What They Don’t Tell You About Pregnancy

When I found out I was pregnant everyone had something to say about what to expect/what to enjoy or what was going to happen. Being a first time parent is scary enough and then BAM, everyone throws 200 different things at you to make you crap yourself even more! However my personal top 10 things that will change that you will have never thought were going to happen are:-

1. You will never have an empty washing basket. You can spend an entire day cleaning those bloody clothes, then you go back to the wash basket and more clothes are in there! I swear we’ve had two kids, not one! Same goes for plates/cups.

2. Ive got fat. Yes I lost all my ‘baby weight’ in the first two months, that was mainly due to staring at my newborn baby 12-18 hours a day and not eating for fear of them stopping breathing whilst I’m distracted. Then the reality kicked in that the only 5 minutes of enjoyment I get is from a burger/glass of wine or takeaway come 8pm, realising I haven’t actually eaten all day, so I eat my body weight in crap food to make up for it. Don’t judge me, it was bloody worth it! It’s my treat to myself now the baby needs constant entertaining during the day.

3. You’ll want to go back to work. Don’t get me wrong, I love my baby to bits but I seem to work twice as hard now at home on half my wage. (Gotta love maternity pay!)
To be around adults having adults conversations, rather that watching Peppa Pig/Rah Rah the lion or Postman Pat and watching it even when the baby is asleep to find out what happens, wtf is wrong with me?!

4. You’ll never be so tired! You function between a walking zombie due to no sleep or a shaking mess due to the amount of caffeine you drink or have on a drip. Three hours straight sleep and you feel like a kid at Christmas!

5. You’ll appreciate a warm meal sooo much more. I lived of toast/cereal for the first two months, the quickest meals are the best. Gone are the days you get to enjoy a proper meal. Now I definitely know why mummy’s meal was always cold in Goldilocks let me tell you. You’ll dream about steak, chips and all the trimmings.

6. Sex? What’s that!? Forget couple time. If the baby is asleep my other half can jog on, I’m sleeping 😴. See you again when he’s in school 🙋🏼.

7. My Facebook is full of pictures of my baby, don’t like it, click the remove button! I spent nine months carrying him, he is amazing, ‘omg he held his head up’, ‘he’s had a bath’ ‘he’s now three months old!’ I don’t care if you are bored of my pictures, I love them and will keep sharing them! (Even when he turns 21 and asks me to stop 😂)

8. You are going to be rubbish at replying. Yes I’m on Facebook/Snapchat and you texted/phoned me this morning and got no reply. What you don’t know is that when you did I spent an hour getting my child to sleep, some tit knocked on the door, waking him up so I had to start all over again.
Or there was the occasion when the projectile poop ended up all over the wall/floor and I couldn’t exactly leave it to answer the phone. Plus after 9pm you have no chance, try me at 5.49am, I’m wide awake then.
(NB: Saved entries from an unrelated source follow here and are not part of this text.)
//! dynabridge server: a DynamoDB-compatible data API over a relational
//! backend.
//!
//! # Usage
//!
//! ```text
//! DYNABRIDGE_CONFIG=config.yaml dynabridge-server
//! ```
//!
//! # Environment variables
//!
//! | Variable | Default | Description |
//! |----------|---------|-------------|
//! | `DYNABRIDGE_CONFIG` | *(unset)* | Path to the YAML config file |
//! | `LISTEN_ADDR` | `0.0.0.0:9050` | Bind address |
//! | `LOG_LEVEL` | `info` | Log level filter |
//! | `RUST_LOG` | *(unset)* | Fine-grained filter (overrides `LOG_LEVEL`) |

use std::net::SocketAddr;
use std::sync::Arc;

use anyhow::{Context, Result};
use hyper_util::rt::{TokioExecutor, TokioIo};
use hyper_util::server::conn::auto::Builder as HttpConnBuilder;
use tokio::net::TcpListener;
use tracing::{error, info, warn};
use tracing_subscriber::EnvFilter;

use dynabridge_core::backend::memory::MemoryBackend;
use dynabridge_core::backend::Backend;
use dynabridge_core::config::AdapterConfig;
use dynabridge_core::engine::Engine;
use dynabridge_core::handler::EngineHandler;
use dynabridge_core::schema::{
    self, SharedSchema, CONFIG_MANAGER_TABLE, TABLE_DDL_REGISTRY,
};
use dynabridge_http::AdapterHttpService;

/// Initialize the tracing subscriber: `RUST_LOG` when set, else the
/// configured log level.
fn init_tracing(log_level: &str) -> Result<()> {
    let filter = if std::env::var("RUST_LOG").is_ok() {
        EnvFilter::from_default_env()
    } else {
        EnvFilter::try_new(log_level)
            .with_context(|| format!("invalid log level filter: {log_level}"))?
    };

    tracing_subscriber::fmt()
        .with_env_filter(filter)
        .with_target(true)
        .init();

    Ok(())
}

/// Construct the backend. The in-memory store keeps local runs and CI
/// self-contained; a real deployment substitutes a driver for the managed
/// SQL backend behind the same trait.
fn build_backend() -> Arc<dyn Backend> {
    let backend = MemoryBackend::new();
    backend.register_table(TABLE_DDL_REGISTRY, "tableName", Some("column".to_owned()));
    backend.register_table(CONFIG_MANAGER_TABLE, "tableName", None);
    Arc::new(backend)
}

/// Accept loop with graceful drain on ctrl-c.
async fn serve<H>(listener: TcpListener, service: AdapterHttpService<H>) -> Result<()>
where
    H: dynabridge_http::AdapterHandler,
{
    let graceful = hyper_util::server::graceful::GracefulShutdown::new();
    let http = HttpConnBuilder::new(TokioExecutor::new());

    let shutdown = async {
        tokio::signal::ctrl_c().await.ok();
        info!("received shutdown signal, draining connections");
    };
    tokio::pin!(shutdown);

    loop {
        tokio::select! {
            result = listener.accept() => {
                let (stream, peer_addr) = match result {
                    Ok(conn) => conn,
                    Err(e) => {
                        warn!(error = %e, "failed to accept connection");
                        continue;
                    }
                };

                let svc = service.clone();
                let conn = http.serve_connection(TokioIo::new(stream), svc);
                let conn = graceful.watch(conn.into_owned());

                tokio::spawn(async move {
                    if let Err(e) = conn.await {
                        error!(peer_addr = %peer_addr, error = %e, "connection error");
                    }
                });
            }

            () = &mut shutdown => {
                break;
            }
        }
    }

    graceful.shutdown().await;
    info!("all connections drained, exiting");
    Ok(())
}

#[tokio::main]
async fn main() -> Result<()> {
    let config = AdapterConfig::load().context("failed to load configuration")?;
    init_tracing(&config.server.log_level)?;

    let backend = build_backend();

    let registry = schema::bootstrap(backend.as_ref())
        .await
        .context("schema bootstrap failed")?;
    let table_count = registry.table_names().len();
    let schema = SharedSchema::new(registry);
    info!(tables = table_count, "schema registry loaded");

    let engine = Engine::new(backend, schema, config.clone());
    let handler = EngineHandler::new(Arc::new(engine));
    let service = AdapterHttpService::new(Arc::new(handler));

    let addr: SocketAddr = config
        .server
        .listen_addr
        .parse()
        .with_context(|| format!("invalid bind address: {}", config.server.listen_addr))?;
    let listener = TcpListener::bind(addr)
        .await
        .with_context(|| format!("failed to bind to {addr}"))?;

    info!(%addr, version = env!("CARGO_PKG_VERSION"), "starting dynabridge server");
    serve(listener, service).await
}
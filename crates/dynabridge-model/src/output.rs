//! Response types for the adapter's operations.

use std::collections::HashMap;

use serde::{Deserialize, Serialize};

use crate::types::{ItemResponse, KeysAndAttributes, WriteRequest};
use crate::Item;

/// Output for `GetItem`.
#[derive(Debug, Clone, Default, Serialize, Deserialize)]
#[serde(rename_all = "PascalCase")]
pub struct GetItemOutput {
    /// The item, absent when the key does not exist.
    #[serde(skip_serializing_if = "Option::is_none")]
    pub item: Option<Item>,
}

/// Output for `PutItem`.
#[derive(Debug, Clone, Default, Serialize, Deserialize)]
#[serde(rename_all = "PascalCase")]
pub struct PutItemOutput {
    /// Attribute shape selected by `ReturnValues`.
    #[serde(default, skip_serializing_if = "HashMap::is_empty")]
    pub attributes: Item,
}

/// Output for `DeleteItem`.
#[derive(Debug, Clone, Default, Serialize, Deserialize)]
#[serde(rename_all = "PascalCase")]
pub struct DeleteItemOutput {
    /// The pre-image when `ReturnValues=ALL_OLD`.
    #[serde(default, skip_serializing_if = "HashMap::is_empty")]
    pub attributes: Item,
}

/// Output for `UpdateItem`.
#[derive(Debug, Clone, Default, Serialize, Deserialize)]
#[serde(rename_all = "PascalCase")]
pub struct UpdateItemOutput {
    /// Attribute shape selected by `ReturnValues`.
    #[serde(default, skip_serializing_if = "HashMap::is_empty")]
    pub attributes: Item,
}

/// Output for `Query` and `Scan`.
#[derive(Debug, Clone, Default, Serialize, Deserialize)]
#[serde(rename_all = "PascalCase")]
pub struct QueryOutput {
    /// Matching items (omitted for count queries).
    #[serde(default, skip_serializing_if = "Vec::is_empty")]
    pub items: Vec<Item>,

    /// Number of items returned (or counted).
    pub count: i64,

    /// Continuation token; absent when the result set is exhausted.
    #[serde(default, skip_serializing_if = "HashMap::is_empty")]
    pub last_evaluated_key: Item,
}

/// Output for `BatchGetItem`.
#[derive(Debug, Clone, Default, Serialize, Deserialize)]
#[serde(rename_all = "PascalCase")]
pub struct BatchGetItemOutput {
    /// Per-table fetched items.
    #[serde(default)]
    pub responses: HashMap<String, Vec<Item>>,

    /// Keys that were not processed; echo back to retry.
    #[serde(default)]
    pub unprocessed_keys: HashMap<String, KeysAndAttributes>,
}

/// Output for `BatchWriteItem`.
#[derive(Debug, Clone, Default, Serialize, Deserialize)]
#[serde(rename_all = "PascalCase")]
pub struct BatchWriteItemOutput {
    /// Writes that were not processed; echo back to retry.
    #[serde(default)]
    pub unprocessed_items: HashMap<String, Vec<WriteRequest>>,
}

/// Output for `TransactGetItems`.
#[derive(Debug, Clone, Default, Serialize, Deserialize)]
#[serde(rename_all = "PascalCase")]
pub struct TransactGetItemsOutput {
    /// One response per request item, in request order.
    #[serde(default)]
    pub responses: Vec<ItemResponse>,
}

/// Output for `TransactWriteItems`.
#[derive(Debug, Clone, Default, Serialize, Deserialize)]
#[serde(rename_all = "PascalCase")]
pub struct TransactWriteItemsOutput {}

/// Output for `ExecuteStatement`.
#[derive(Debug, Clone, Default, Serialize, Deserialize)]
#[serde(rename_all = "PascalCase")]
pub struct ExecuteStatementOutput {
    /// Rows produced by a SELECT statement.
    #[serde(default, skip_serializing_if = "Vec::is_empty")]
    pub items: Vec<Item>,

    /// Continuation token for paged SELECT results.
    #[serde(skip_serializing_if = "Option::is_none")]
    pub next_token: Option<String>,
}

#[cfg(test)]
mod tests {
    use super::*;
    use crate::attribute_value::AttributeValue;

    #[test]
    fn test_should_omit_absent_item() {
        let out = GetItemOutput { item: None };
        assert_eq!(serde_json::to_string(&out).unwrap(), "{}");
    }

    #[test]
    fn test_should_serialize_query_output_without_last_key() {
        let out = QueryOutput {
            items: vec![HashMap::from([(
                "id".to_owned(),
                AttributeValue::S("1".to_owned()),
            )])],
            count: 1,
            last_evaluated_key: HashMap::new(),
        };
        let json = serde_json::to_string(&out).unwrap();
        assert!(json.contains("\"Count\":1"));
        assert!(!json.contains("LastEvaluatedKey"));
    }
}
use coltree::{AddressError, ItemRecord, ModelEvent, TreeModel, Value};
use pretty_assertions::assert_eq;
use std::{cell::RefCell, rc::Rc};

type Result<T> = std::result::Result<T, Box<dyn std::error::Error>>;

fn named(name: &str) -> ItemRecord {
    let mut record = ItemRecord::default();
    record.fields.insert("name".to_string(), Value::from(name));
    record
}

fn names(model: &TreeModel, parent: coltree::ItemId) -> Result<Vec<String>> {
    let mut out = Vec::new();
    for row in 0..model.row_count(parent)? {
        out.push(model.value(row, 0, parent)?.display_text());
    }
    Ok(out)
}

#[test]
fn insert_then_remove_shifts_siblings() -> Result<()> {
    let mut model = TreeModel::with_columns(["name"]);
    let root = model.root();

    model.insert_rows(0, 2, root)?;
    assert_eq!(model.row_count(root)?, 2);
    model.set_value(1, 0, root, "second")?;
    let second = model.index(1, root)?;

    model.remove_rows(0, 1, root)?;
    assert_eq!(model.row_count(root)?, 1);
    assert_eq!(model.index(0, root)?, second);
    assert_eq!(model.position(second), Some(0));
    assert_eq!(model.value(0, 0, root)?, &Value::from("second"));
    Ok(())
}

#[test]
fn insert_then_remove_same_range_restores_siblings() -> Result<()> {
    let mut model = TreeModel::with_columns(["name"]);
    let root = model.root();
    model.insert_rows(0, 4, root)?;
    for row in 0..4 {
        model.set_value(row, 0, root, format!("row{row}"))?;
    }
    let handles = (0..4)
        .map(|row| model.index(row, root))
        .collect::<std::result::Result<Vec<_>, _>>()?;
    let before = names(&model, root)?;

    let inserted = model.insert_rows(2, 3, root)?;
    assert_eq!(model.row_count(root)?, 7);
    assert_eq!(model.index(5, root)?, handles[3]);

    let removed = model.remove_rows(2, 3, root)?;
    assert_eq!(removed.len(), 3);
    assert_eq!(model.row_count(root)?, 4);
    assert_eq!(names(&model, root)?, before);
    for (row, &handle) in handles.iter().enumerate() {
        assert_eq!(model.index(row, root)?, handle);
        assert_eq!(model.position(handle), Some(row));
    }
    assert!(inserted.iter().all(|&id| model.item(id).is_err()));
    Ok(())
}

#[test]
fn removed_records_reinsert_to_the_same_tree() -> Result<()> {
    let mut model = TreeModel::with_columns(["name"]);
    let root = model.root();
    model.insert_records(
        0,
        root,
        vec![
            named("a").with_children(vec![named("a0"), named("a1")]),
            named("b"),
            named("c"),
        ],
    )?;
    let before = model.snapshot();

    let removed = model.remove_rows(0, 2, root)?;
    assert_eq!(removed.len(), 2);
    assert_eq!(removed[0].children.len(), 2);
    assert_eq!(names(&model, root)?, vec!["c"]);
    assert_eq!(model.items().len(), 1);

    model.insert_records(0, root, removed)?;
    assert_eq!(model.snapshot(), before);
    Ok(())
}

#[test]
fn every_child_knows_its_position() -> Result<()> {
    let mut model = TreeModel::with_columns(["name"]);
    let root = model.root();
    model.insert_rows(0, 3, root)?;
    let middle = model.index(1, root)?;
    model.insert_rows(0, 4, middle)?;
    model.remove_rows(1, 2, middle)?;
    model.insert_rows(1, 1, middle)?;
    model.insert_rows(0, 1, root)?;

    for parent in [root, middle] {
        for row in 0..model.row_count(parent)? {
            let child = model.index(row, parent)?;
            assert_eq!(model.position(child), Some(row));
            assert_eq!(model.parent_of(child)?, Some(parent));
        }
    }
    assert_eq!(model.position(root), None);
    assert_eq!(model.path_of(middle)?, vec![2]);
    Ok(())
}

#[test]
fn out_of_range_rows_are_rejected_without_change() -> Result<()> {
    let mut model = TreeModel::with_columns(["name"]);
    let root = model.root();
    model.insert_rows(0, 2, root)?;

    assert_eq!(
        model.insert_rows(3, 1, root),
        Err(AddressError::RowOutOfRange { row: 3, len: 2 })
    );
    assert_eq!(
        model.remove_rows(1, 2, root),
        Err(AddressError::RangeOutOfBounds {
            row: 1,
            count: 2,
            len: 2
        })
    );
    assert_eq!(
        model.value(2, 0, root),
        Err(AddressError::RowOutOfRange { row: 2, len: 2 })
    );
    assert_eq!(model.row_count(root)?, 2);
    Ok(())
}

#[test]
fn removed_handles_go_stale() -> Result<()> {
    let mut model = TreeModel::with_columns(["name"]);
    let root = model.root();
    model.insert_rows(0, 1, root)?;
    let gone = model.index(0, root)?;
    model.insert_rows(0, 1, gone)?;
    let grandchild = model.index(0, gone)?;

    model.remove_rows(0, 1, root)?;
    assert_eq!(model.row_count(gone), Err(AddressError::StaleItem));
    assert_eq!(model.item_value(grandchild, 0), Err(AddressError::StaleItem));
    assert_eq!(model.position(gone), None);
    Ok(())
}

#[test]
fn column_changes_leave_fields_alone() -> Result<()> {
    let mut model = TreeModel::with_columns(["name", "age"]);
    let root = model.root();
    model.insert_rows(0, 1, root)?;
    model.set_value(0, 1, root, 30)?;

    assert_eq!(model.remove_columns(1, 1)?, vec!["age"]);
    assert_eq!(model.column_count(), 1);
    assert_eq!(model.row_count(root)?, 1);
    assert_eq!(
        model.value(0, 1, root),
        Err(AddressError::ColumnOutOfRange { column: 1, len: 1 })
    );

    // Re-adding the name makes the stored value addressable again.
    model.insert_columns(1, 1)?;
    assert_eq!(model.value(0, 1, root)?, &Value::Null);
    model.set_column_name(1, "age")?;
    assert_eq!(model.value(0, 1, root)?, &Value::from(30));
    Ok(())
}

#[test]
fn structural_changes_are_bracketed() -> Result<()> {
    let mut model = TreeModel::with_columns(["name"]);
    let root = model.root();
    let log: Rc<RefCell<Vec<(ModelEvent, usize)>>> = Rc::default();
    let sink = Rc::clone(&log);
    model.subscribe(move |m: &TreeModel, e: &ModelEvent| {
        let rows = m.row_count(m.root()).unwrap_or_default();
        sink.borrow_mut().push((e.clone(), rows));
    });

    model.insert_rows(0, 2, root)?;
    model.set_value(1, 0, root, "x")?;
    model.remove_rows(0, 1, root)?;
    model.insert_rows(0, 0, root)?;

    assert_eq!(
        *log.borrow(),
        vec![
            (
                ModelEvent::RowsAboutToBeInserted {
                    parent: root,
                    first: 0,
                    last: 1
                },
                0
            ),
            (
                ModelEvent::RowsInserted {
                    parent: root,
                    first: 0,
                    last: 1
                },
                2
            ),
            (
                ModelEvent::DataChanged {
                    parent: root,
                    row: 1,
                    column: 0
                },
                2
            ),
            (
                ModelEvent::RowsAboutToBeRemoved {
                    parent: root,
                    first: 0,
                    last: 0
                },
                2
            ),
            (
                ModelEvent::RowsRemoved {
                    parent: root,
                    first: 0,
                    last: 0
                },
                1
            ),
        ]
    );
    Ok(())
}

#[test]
fn remove_items_handles_nested_selection() -> Result<()> {
    let mut model = TreeModel::with_columns(["name"]);
    let root = model.root();
    model.insert_records(
        0,
        root,
        vec![
            named("a").with_children(vec![named("a0"), named("a1")]),
            named("b"),
            named("c").with_children(vec![named("c0")]),
        ],
    )?;
    let a = model.index(0, root)?;
    let a1 = model.index(1, a)?;
    let c = model.index(2, root)?;
    let c0 = model.index(0, c)?;

    // c0 is covered by c; a1 and c are removed bottom-up.
    assert_eq!(model.remove_items(&[a1, c0, c, a1])?, 2);
    assert_eq!(names(&model, root)?, vec!["a", "b"]);
    assert_eq!(names(&model, a)?, vec!["a0"]);

    assert_eq!(
        model.remove_items(&[root]),
        Err(AddressError::RootNotAddressable)
    );
    Ok(())
}

#[test]
fn append_rows_adds_one_child_per_selected_item() -> Result<()> {
    let mut model = TreeModel::with_columns(["name"]);
    let root = model.root();

    let top = model.append_rows(&[])?;
    assert_eq!(top.len(), 1);
    assert_eq!(model.row_count(root)?, 1);

    let parent = top[0];
    let created = model.append_rows(&[parent, root, parent])?;
    assert_eq!(created.len(), 2);
    assert_eq!(model.row_count(parent)?, 1);
    assert_eq!(model.row_count(root)?, 2);
    assert_eq!(model.path_of(created[0])?, vec![0, 0]);
    assert_eq!(model.path_of(created[1])?, vec![1]);
    Ok(())
}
9. You will make excuses. Yes we planned a night out/coffee two weeks ago but now the day is here and I’ve been up all night with a crying baby. So sorry if I cancel but I wanna curl up on my sofa, watching This Morning, in my comfy leggings and greasy hair that I can’t be bothered to wash. Don’t give up on me though, today was just a bad day.

10. When you do get a night out, just hope your friends don’t disown you! You will look like a manic that has been just let out for the night! You’ll dance like a crazy person and be drunk after three drinks. You will talk about my child constantly, even after promising yourself you wouldn’t. No doubt you’ll embarrass yourself at some point in your drunken state. You will declare ‘Shots!’ at least twice and regret it the next day. However it will be the BEST NIGHT OUT EVER!